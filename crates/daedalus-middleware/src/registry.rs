//! The handler registry.
//!
//! A read-only dispatch table from [`MiddlewareKind`] to its handler. It is
//! built once, holds no per-run state, and is cheap to clone and share
//! across simulations.

use crate::handler::MiddlewareHandler;
use crate::handlers::{
    AuthenticationHandler, AuthorizationHandler, CompressionHandler, CorsHandler, CustomHandler,
    EndpointHandler, ExceptionHandlingHandler, HttpsHandler, RateLimitingHandler, RoutingHandler,
    StaticFilesHandler,
};
use daedalus_core::{DaedalusError, DaedalusResult, MiddlewareKind, MiddlewareNode};
use std::collections::HashMap;
use std::fmt;
use std::sync::Arc;

/// Maps every middleware kind to its handler.
///
/// # Example
///
/// ```
/// use daedalus_core::MiddlewareKind;
/// use daedalus_middleware::HandlerRegistry;
///
/// let registry = HandlerRegistry::new();
/// let node = registry.create_node(MiddlewareKind::RateLimiting, "limiter", 0).unwrap();
/// assert_eq!(node.config.u64_or("permitLimit", 0), 100);
///
/// assert!(registry.get_by_name("Tracing").is_err());
/// ```
#[derive(Clone)]
pub struct HandlerRegistry {
    handlers: HashMap<MiddlewareKind, Arc<dyn MiddlewareHandler>>,
}

impl HandlerRegistry {
    /// Creates a registry with a handler for every kind.
    #[must_use]
    pub fn new() -> Self {
        let mut registry = Self::empty();
        registry.register(AuthenticationHandler);
        registry.register(AuthorizationHandler);
        registry.register(RoutingHandler);
        registry.register(CorsHandler);
        registry.register(StaticFilesHandler);
        registry.register(ExceptionHandlingHandler);
        registry.register(CompressionHandler);
        registry.register(RateLimitingHandler);
        registry.register(HttpsHandler);
        registry.register(CustomHandler);
        registry.register(EndpointHandler);
        registry
    }

    /// Creates a registry without handlers.
    #[must_use]
    pub fn empty() -> Self {
        Self {
            handlers: HashMap::new(),
        }
    }

    /// Registers a handler for its kind, replacing any previous one.
    pub fn register(&mut self, handler: impl MiddlewareHandler + 'static) {
        let kind = handler.kind();
        if self.handlers.insert(kind, Arc::new(handler)).is_some() {
            tracing::debug!(kind = %kind, "Replaced middleware handler");
        }
    }

    /// Returns the handler for `kind`.
    ///
    /// # Errors
    ///
    /// Returns [`DaedalusError::UnknownMiddlewareKind`] if none is registered.
    pub fn get(&self, kind: MiddlewareKind) -> DaedalusResult<&dyn MiddlewareHandler> {
        self.handlers
            .get(&kind)
            .map(|handler| &**handler)
            .ok_or_else(|| DaedalusError::unknown_kind(kind.as_str()))
    }

    /// Returns the handler for a kind given by its document name.
    ///
    /// # Errors
    ///
    /// Returns [`DaedalusError::UnknownMiddlewareKind`] if the name is not a
    /// kind or no handler is registered for it.
    pub fn get_by_name(&self, name: &str) -> DaedalusResult<&dyn MiddlewareHandler> {
        self.get(name.parse()?)
    }

    /// Returns true if a handler is registered for `kind`.
    #[must_use]
    pub fn contains(&self, kind: MiddlewareKind) -> bool {
        self.handlers.contains_key(&kind)
    }

    /// Registered kinds, in declaration order.
    pub fn kinds(&self) -> impl Iterator<Item = MiddlewareKind> + '_ {
        MiddlewareKind::ALL
            .into_iter()
            .filter(|kind| self.handlers.contains_key(kind))
    }

    /// Creates a node of `kind` carrying the handler's default configuration.
    ///
    /// # Errors
    ///
    /// Returns [`DaedalusError::UnknownMiddlewareKind`] if no handler is
    /// registered for `kind`.
    pub fn create_node(
        &self,
        kind: MiddlewareKind,
        id: impl Into<String>,
        order: i64,
    ) -> DaedalusResult<MiddlewareNode> {
        let config = self.get(kind)?.default_config();
        Ok(MiddlewareNode::new(id, kind, order).with_config(config))
    }
}

impl Default for HandlerRegistry {
    fn default() -> Self {
        Self::new()
    }
}

impl fmt::Debug for HandlerRegistry {
    fn fmt(&self, f: &mut fmt::Formatter<'_>) -> fmt::Result {
        f.debug_struct("HandlerRegistry")
            .field("kinds", &self.kinds().collect::<Vec<_>>())
            .finish()
    }
}

#[cfg(test)]
mod tests {
    use super::*;

    #[test]
    fn test_every_kind_has_a_handler() {
        let registry = HandlerRegistry::new();
        for kind in MiddlewareKind::ALL {
            let handler = registry.get(kind).unwrap();
            assert_eq!(handler.kind(), kind);
        }
        assert_eq!(registry.kinds().count(), MiddlewareKind::ALL.len());
    }

    #[test]
    fn test_empty_registry_fails_fast() {
        let registry = HandlerRegistry::empty();
        let err = registry.get(MiddlewareKind::Routing).err().unwrap();
        assert!(matches!(err, DaedalusError::UnknownMiddlewareKind { .. }));
        assert!(registry.create_node(MiddlewareKind::Routing, "r", 0).is_err());
    }

    #[test]
    fn test_get_by_name_is_case_insensitive() {
        let registry = HandlerRegistry::new();
        let handler = registry.get_by_name("cors").unwrap();
        assert_eq!(handler.kind(), MiddlewareKind::Cors);
        assert!(registry.get_by_name("Tracing").is_err());
    }

    #[test]
    fn test_create_node_uses_defaults() {
        let registry = HandlerRegistry::new();
        let node = registry
            .create_node(MiddlewareKind::Authentication, "auth", 4)
            .unwrap();
        assert_eq!(node.order, 4);
        assert_eq!(node.config.str("authScheme"), Some("JwtBearer"));
    }

    #[test]
    fn test_debug_lists_kinds() {
        let mut registry = HandlerRegistry::empty();
        registry.register(RoutingHandler);
        assert_eq!(format!("{registry:?}"), "HandlerRegistry { kinds: [Routing] }");
    }
}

- WHAT TO PRODUCE -
In the entries above, how many lines hold the word "StaticFilesHandler"? State the number and nothing else.

- WRITTEN ANSWER -
2